Record extracts =

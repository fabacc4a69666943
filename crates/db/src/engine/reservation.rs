//! # Reservation Transaction
//!
//! `reserve` flips a run of free slots to booked and records the booking;
//! `cancel` hands the run back. Both lock the affected `time_slots` rows with
//! `SELECT ... FOR UPDATE`, so concurrent calls on overlapping runs of the
//! same staff member serialize and the loser re-reads the winner's writes.
//!
//! The service row is share-locked for the whole transaction: the duration
//! that sizes the run cannot change until the booking is committed.
//!
//! Conflicts are reported, never retried: retrying could pick a time the
//! client did not confirm.

use eyre::WrapErr;
use salonbook_core::{
    errors::{BookingError, BookingResult},
    models::{
        booking::{Booking, BookingStatus, ReserveRequest},
        time_slot::{SlotStatus, TimeSlot},
    },
    reservation::{release_plan, verify_run, RunSpan},
};
use tracing::{info, warn};
use uuid::Uuid;

use crate::models::convert_all;
use crate::repositories::service::RowLock;
use crate::repositories::{booking, client, service, staff, time_slot};
use crate::DbPool;

/// Reserves the run starting at `request.start_time` for the service's
/// duration and creates the booking.
///
/// # Errors
///
/// * `InvalidInput` - empty client id, off-grid start, or staff does not
///   offer the service
/// * `NotFound` - unknown service or staff
/// * `SlotConflict` - a slot of the run is missing or no longer free
pub async fn reserve(pool: &DbPool, request: &ReserveRequest) -> BookingResult<Booking> {
    let client_external_id = request.client_external_id.trim();
    if client_external_id.is_empty() {
        return Err(BookingError::InvalidInput(
            "Client id must not be empty".to_string(),
        ));
    }

    let mut tx = pool
        .begin()
        .await
        .wrap_err("Failed to start reservation transaction")?;

    let service = service::lock_service(&mut *tx, request.service_id, RowLock::Share)
        .await?
        .ok_or_else(|| {
            BookingError::NotFound(format!("Service with ID {} not found", request.service_id))
        })?;

    let staff = staff::get_staff_by_id(&mut *tx, request.staff_id)
        .await?
        .ok_or_else(|| {
            BookingError::NotFound(format!("Staff with ID {} not found", request.staff_id))
        })?;
    if !staff.service_ids.contains(&service.id) {
        return Err(BookingError::InvalidInput(format!(
            "{} does not offer {}",
            staff.name, service.name
        )));
    }

    let span = RunSpan::new(staff.id, request.start_time, service.duration_minutes)?;
    let locked: Vec<TimeSlot> = convert_all(
        time_slot::lock_slots_in_range(&mut *tx, span.staff_id, span.start, span.end()).await?,
    )?;

    let slot_ids = verify_run(&span, &locked).inspect_err(|e| {
        warn!(
            "Reservation for staff {} at {} rejected: {}",
            span.staff_id, span.start, e
        );
    })?;

    let updated = time_slot::set_slot_status(&mut *tx, &slot_ids, SlotStatus::Booked).await?;
    if updated != slot_ids.len() as u64 {
        return Err(BookingError::SlotConflict(format!(
            "only {} of {} slots could be booked",
            updated,
            slot_ids.len()
        )));
    }

    let client = client::upsert_client(&mut *tx, client_external_id).await?;
    let created = booking::create_booking(&mut *tx, client.id, staff.id, service.id, slot_ids[0]).await?;

    tx.commit()
        .await
        .wrap_err("Failed to commit reservation")?;

    info!(
        booking_id = %created.id,
        staff_id = %staff.id,
        service_id = %service.id,
        start = %span.start,
        slots = span.slot_count,
        "Booking reserved"
    );
    Ok(Booking::try_from(created)?)
}

/// Cancels a booking and frees its run.
///
/// Cancelling an already cancelled booking succeeds without touching any
/// slot. A missing anchor slot means the run was regenerated away and there
/// is nothing left to release.
///
/// # Errors
///
/// * `NotFound` - unknown booking
/// * `InvalidInput` - the booking is already completed
pub async fn cancel(pool: &DbPool, booking_id: Uuid) -> BookingResult<()> {
    let mut tx = pool
        .begin()
        .await
        .wrap_err("Failed to start cancellation transaction")?;

    let current = Booking::try_from(
        booking::lock_booking(&mut *tx, booking_id)
            .await?
            .ok_or_else(|| BookingError::NotFound(format!("Booking with ID {} not found", booking_id)))?,
    )?;

    match current.status {
        BookingStatus::Cancelled => {
            info!(booking_id = %booking_id, "Booking already cancelled");
            return Ok(());
        }
        BookingStatus::Completed => {
            return Err(BookingError::InvalidInput(format!(
                "Booking {} is already completed and cannot be cancelled",
                booking_id
            )));
        }
        BookingStatus::Scheduled => {}
    }

    let service = service::lock_service(&mut *tx, current.service_id, RowLock::Share)
        .await?
        .ok_or_else(|| {
            BookingError::NotFound(format!("Service with ID {} not found", current.service_id))
        })?;

    let released = match time_slot::get_slot_by_id(&mut *tx, current.anchor_slot_id).await? {
        Some(anchor) => {
            let span = RunSpan::new(current.staff_id, anchor.start_time, service.duration_minutes)?;
            let locked: Vec<TimeSlot> = convert_all(
                time_slot::lock_slots_in_range(&mut *tx, span.staff_id, span.start, span.end())
                    .await?,
            )?;
            let to_free = release_plan(&span, &locked);
            time_slot::set_slot_status(&mut *tx, &to_free, SlotStatus::Free).await?
        }
        None => {
            warn!(
                booking_id = %booking_id,
                anchor_slot_id = %current.anchor_slot_id,
                "Anchor slot no longer exists; nothing to release"
            );
            0
        }
    };

    booking::set_booking_status(&mut *tx, booking_id, BookingStatus::Cancelled).await?;

    tx.commit()
        .await
        .wrap_err("Failed to commit cancellation")?;

    info!(booking_id = %booking_id, released, "Booking cancelled");
    Ok(())
}

/// Marks a scheduled booking as completed, which makes it reviewable.
/// Completing twice is a no-op.
///
/// # Errors
///
/// * `NotFound` - unknown booking
/// * `InvalidInput` - the booking was cancelled
pub async fn complete(pool: &DbPool, booking_id: Uuid) -> BookingResult<Booking> {
    let mut tx = pool
        .begin()
        .await
        .wrap_err("Failed to start completion transaction")?;

    let current = Booking::try_from(
        booking::lock_booking(&mut *tx, booking_id)
            .await?
            .ok_or_else(|| BookingError::NotFound(format!("Booking with ID {} not found", booking_id)))?,
    )?;

    let completed = match current.status {
        BookingStatus::Completed => current,
        BookingStatus::Cancelled => {
            return Err(BookingError::InvalidInput(format!(
                "Booking {} was cancelled and cannot be completed",
                booking_id
            )));
        }
        BookingStatus::Scheduled => Booking::try_from(
            booking::set_booking_status(&mut *tx, booking_id, BookingStatus::Completed).await?,
        )?,
    };

    tx.commit()
        .await
        .wrap_err("Failed to commit completion")?;

    info!(booking_id = %booking_id, "Booking completed");
    Ok(completed)
}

Assignment =
Copy out, from the data above, each line where the string "longer" is present.

Response to the exercise =
/// * `SlotConflict` - a slot of the run is missing or no longer free
                "Anchor slot no longer exists; nothing to release"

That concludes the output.